Actually, there is an OPEN request to document this very thing....its three years old! https://github.com/apache/cordova-plugin-file/issues/392 - in fact, if you do a google search for cordova UIFileSharingEnabled VERY little comes back. How come, in general, the community simply does not know about these keys?

Sorry, on a bit of rant....mind blowing how this has escaped so many for so long.

Now...this makes me wonder....are there similar and/or corresponding setting/preferences in Android that make the apps internal directories available to users to browse so we don't have to depend on externalRootDirectory storage locations?

kunalSBasic commented 5 months ago

@breautek - well after a VERY long time of frustration, I finally found the answer for iOS.

Please update the cordova-plugin-file documentation. Honestly, I can't believe its not listed anywhere in official Cordova documentation; especially the cordova-plugin-file docs. For anyone wanting to use cordova-plugin-file (and maybe cordova-plugin-file-transfer) to save files to the public On My iPhone --> Downloads folder, they will need to add the following TWO keys to their apps info.plist file:

    <key>UIFileSharingEnabled</key>
    <true/>
    <key>LSSupportsOpeningDocumentsInPlace</key>
    <true/>

Yup...THATS IT. What this does is create symlink to everything in the apps documents folder (ie: cordova.file.documentsDirectory). When the user goes to the On My iPhone root folder, they will see a Downloads folder AND individual app folders for every app that has these values set to true. This allows users to find/navigate every apps root Documents folder as if it were a part of their general Downloads folder.

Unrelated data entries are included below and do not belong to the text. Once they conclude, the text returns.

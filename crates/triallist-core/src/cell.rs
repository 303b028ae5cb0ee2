//! Scalar cell values stored in trial tables.

use std::cmp::Ordering;
use std::fmt::{self, Display};
use std::hash::Hasher;

use serde::{Deserialize, Serialize};
use siphasher::sip::SipHasher13;

/// A single scalar value held by one table cell.
///
/// Columns hold a consistent variant down their length; equality is strict
/// per variant (an `Int(2)` never equals a `Float(2.0)`). The total order
/// ranks `Bool < Int < Float < Str` and uses `f64::total_cmp` for floats so
/// cells can key `BTreeMap`s and drive stable sorts.
#[derive(Debug, Clone, Serialize, Deserialize)]
#[serde(untagged)]
pub enum Cell {
    /// Boolean flag value.
    Bool(bool),
    /// Signed integer value.
    Int(i64),
    /// Floating point value.
    Float(f64),
    /// Text value.
    Str(String),
}

impl Cell {
    /// Returns a stable 64-bit identity for the value, suitable for
    /// substream-seed derivation. Hashing uses SipHash-1-3 with fixed zero
    /// keys, the same policy as [`crate::rng::derive_substream_seed`].
    pub fn stable_id(&self) -> u64 {
        let mut hasher = SipHasher13::new_with_keys(0, 0);
        match self {
            Cell::Bool(value) => {
                hasher.write_u8(0);
                hasher.write_u8(u8::from(*value));
            }
            Cell::Int(value) => {
                hasher.write_u8(1);
                hasher.write_i64(*value);
            }
            Cell::Float(value) => {
                hasher.write_u8(2);
                hasher.write_u64(value.to_bits());
            }
            Cell::Str(value) => {
                hasher.write_u8(3);
                hasher.write(value.as_bytes());
            }
        }
        hasher.finish()
    }

    fn rank(&self) -> u8 {
        match self {
            Cell::Bool(_) => 0,
            Cell::Int(_) => 1,
            Cell::Float(_) => 2,
            Cell::Str(_) => 3,
        }
    }
}

impl PartialEq for Cell {
    fn eq(&self, other: &Self) -> bool {
        self.cmp(other) == Ordering::Equal
    }
}

impl Eq for Cell {}

impl PartialOrd for Cell {
    fn partial_cmp(&self, other: &Self) -> Option<Ordering> {
        Some(self.cmp(other))
    }
}

impl Ord for Cell {
    fn cmp(&self, other: &Self) -> Ordering {
        match (self, other) {
            (Cell::Bool(a), Cell::Bool(b)) => a.cmp(b),
            (Cell::Int(a), Cell::Int(b)) => a.cmp(b),
            (Cell::Float(a), Cell::Float(b)) => a.total_cmp(b),
            (Cell::Str(a), Cell::Str(b)) => a.cmp(b),
            _ => self.rank().cmp(&other.rank()),
        }
    }
}

impl Display for Cell {
    fn fmt(&self, f: &mut fmt::Formatter<'_>) -> fmt::Result {
        match self {
            Cell::Bool(value) => write!(f, "{value}"),
            Cell::Int(value) => write!(f, "{value}"),
            Cell::Float(value) => write!(f, "{value}"),
            Cell::Str(value) => write!(f, "{value}"),
        }
    }
}

impl From<bool> for Cell {
    fn from(value: bool) -> Self {
        Cell::Bool(value)
    }
}

impl From<i64> for Cell {
    fn from(value: i64) -> Self {
        Cell::Int(value)
    }
}

impl From<i32> for Cell {
    fn from(value: i32) -> Self {
        Cell::Int(i64::from(value))
    }
}

impl From<f64> for Cell {
    fn from(value: f64) -> Self {
        Cell::Float(value)
    }
}

impl From<&str> for Cell {
    fn from(value: &str) -> Self {
        Cell::Str(value.to_string())
    }
}

impl From<String> for Cell {
    fn from(value: String) -> Self {
        Cell::Str(value)
    }
}

#[cfg(test)]
mod tests {
    use super::*;

    #[test]
    fn strict_variant_equality() {
        assert_ne!(Cell::Int(2), Cell::Float(2.0));
        assert_eq!(Cell::Int(2), Cell::Int(2));
        assert_eq!(Cell::Str("a".into()), Cell::from("a"));
    }

    #[test]
    fn stable_id_distinguishes_variants() {
        assert_ne!(Cell::Int(1).stable_id(), Cell::Bool(true).stable_id());
        assert_eq!(Cell::Int(7).stable_id(), Cell::Int(7).stable_id());
    }
}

Unreal....spun my wheels on this one...well....for at least 3 years. Always coming up with some ugly hybrid that was always breaking; esp with each new version of iOS. But again....in all the years of searching for a solution, I never once saw any reference to these keys before. Unreal its not included in any Apache Cordova docs.

Actually, there is an OPEN request to document this very thing....its three years old! #392 - in fact, if you do a google search for cordova UIFileSharingEnabled VERY little comes back. How come, in general, the community simply does not know about these keys?

Sorry, on a bit of rant....mind blowing how this has escaped so many for so long.

Now...this makes me wonder....are there similar and/or corresponding setting/preferences in Android that make the apps internal directories available to users to browse so we don't have to depend on externalRootDirectory storage locations?

OMG finally found the answer to my problem on which I have been banging my head on since last 4 days. Thank you so much @rolinger for such a detailed answer, really appreciate your effort.